Care plans contained some information about how staff should promote people’s independence. For example, describing what aspects of personal care people were able to do for themselves and where they needed support. There was information about what people liked to do and how to support them. For example, one person liked to push the trolley when shopping for food. However, some improvements were needed to some care plans to ensure they demonstrated where people needed support to maintain and improve their independence. People were not always present when their care plan was reviewed. The management team told us this was being addressed through the key worker system where reviews took place each month with people. This still needed to be fully embedded across the services.
Responding to people’s immediate needs
We did not look at Responding to people’s immediate needs during this assessment.
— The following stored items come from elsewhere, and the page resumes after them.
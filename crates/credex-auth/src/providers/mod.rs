//! Broker token exchange implementations.

pub mod aws;
pub mod github_app;

use async_trait::async_trait;
use credex_core::Secret;
use reqwest::StatusCode;
use reqwest::header::USER_AGENT;
use serde::de::DeserializeOwned;
use serde::{Deserialize, Serialize};
use thiserror::Error;
use tracing::debug;

/// Message reported when a rejection carries no usable explanation.
pub const UNKNOWN_ERROR: &str = "unknown error";

pub(crate) const CLIENT_USER_AGENT: &str = concat!("credex/", env!("CARGO_PKG_VERSION"));

#[derive(Debug, Error)]
pub enum ProviderError {
    #[error("HTTP request failed: {0}")]
    Http(#[from] reqwest::Error),
    #[error("Failed to parse broker response: {0}")]
    Decode(String),
}

impl From<ProviderError> for credex_core::Error {
    fn from(err: ProviderError) -> Self {
        match err {
            ProviderError::Http(e) => credex_core::Error::Network(e.to_string()),
            ProviderError::Decode(msg) => credex_core::Error::Serialization(msg),
        }
    }
}

/// Body of a non-OK broker response.
#[derive(Debug, Clone, PartialEq, Eq)]
pub struct ErrorRecord {
    pub message: String,
}

#[derive(Debug, Deserialize)]
struct ErrorBody {
    message: Option<String>,
}

/// Broker reply, discriminated by HTTP status before the body is decoded.
#[derive(Debug, Clone, PartialEq, Eq)]
pub enum BrokerResponse<T> {
    Success(T),
    Rejected(ErrorRecord),
}

impl<T> BrokerResponse<T> {
    /// Turn a rejection into the user-facing failure.
    pub fn into_result(self) -> credex_core::Result<T> {
        match self {
            BrokerResponse::Success(credentials) => Ok(credentials),
            BrokerResponse::Rejected(record) => {
                Err(credex_core::Error::BrokerRejected(record.message))
            }
        }
    }
}

/// Informational fields a success record may carry alongside credentials.
pub trait BrokerNotice {
    fn message(&self) -> Option<&str>;
    fn warning(&self) -> Option<&str>;
}

/// Exchange a bearer credential for a broker-issued credential.
#[async_trait]
pub trait TokenExchangeProvider: Send + Sync {
    type Credentials: Send;

    /// Perform the single broker round trip.
    async fn exchange(
        &self,
        bearer: &Secret,
    ) -> Result<BrokerResponse<Self::Credentials>, ProviderError>;
}

/// Thin JSON-over-HTTPS client shared by the providers.
#[derive(Clone)]
pub struct BrokerClient {
    client: reqwest::Client,
}

impl BrokerClient {
    pub fn new(client: reqwest::Client) -> Self {
        Self { client }
    }

    /// POST `payload` to `endpoint` with `bearer` in the Authorization header.
    pub async fn post<P, T>(
        &self,
        endpoint: &str,
        payload: &P,
        bearer: &Secret,
    ) -> Result<BrokerResponse<T>, ProviderError>
    where
        P: Serialize + Sync + ?Sized,
        T: DeserializeOwned,
    {
        debug!(endpoint, "Sending credential request to broker");

        let response = self
            .client
            .post(endpoint)
            .header(USER_AGENT, CLIENT_USER_AGENT)
            .bearer_auth(bearer.expose())
            .json(payload)
            .send()
            .await?;

        let status = response.status();
        let body = response.bytes().await?;

        debug!(status = status.as_u16(), "Broker responded");
        decode_response(status, &body)
    }
}

/// Decode a broker body according to its status code. Only `200 OK` is a
/// success; everything else is a rejection.
pub fn decode_response<T: DeserializeOwned>(
    status: StatusCode,
    body: &[u8],
) -> Result<BrokerResponse<T>, ProviderError> {
    if status != StatusCode::OK {
        let message = serde_json::from_slice::<ErrorBody>(body)
            .ok()
            .and_then(|b| b.message)
            .filter(|m| !m.is_empty())
            .unwrap_or_else(|| UNKNOWN_ERROR.to_string());
        return Ok(BrokerResponse::Rejected(ErrorRecord { message }));
    }

    serde_json::from_slice(body)
        .map(BrokerResponse::Success)
        .map_err(|e| ProviderError::Decode(e.to_string()))
}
The score for this quality statement is based on the previous rating for Caring.
Workforce wellbeing and enablement
The management team told us they were aware there had been concerns amongst the staff team in relation to well-being but changes had been made and this had improved. Staff told us that the new management were approachable, friendly, they were considerate of their wellbeing and personal needs and took into account their preferences. Staff were asked about their well-being in their supervisions. They told us they felt supported by the management team and their colleagues. One staff member told us, “The majority of changes are positive. Now I can see what has been wrong and what is now being done and we’re seeking the right advice.” Another staff member said, “Like any reshuffle it can take a while to get better but it’s looking better, it’s looking good.” A further staff member told us, “It was a mess, now with the new management all is good. We didn't have rules but we now follow rules and everything is much better.” Another staff member told us that since the changes, “I am now looking forward to the next shift.” Staff told us they had regular supervision and were able to discuss any issues with the management team and feel supported.
There had been changes to the structure of the way staff worked. This included a management structure where staff regularly worked at the same service. There was a defined management team so that staff knew who their line manager was, who to contact in case of concerns and how to escalate any issues. There was a supervision process and a regular supervision process was being implemented. Staff we spoke with told us they received regular supervision. There were regular staff meetings where staff were supported to contribute and feel listened to. The management team had oversight of the staff team. They were able to identify where staff required further support and this was provided.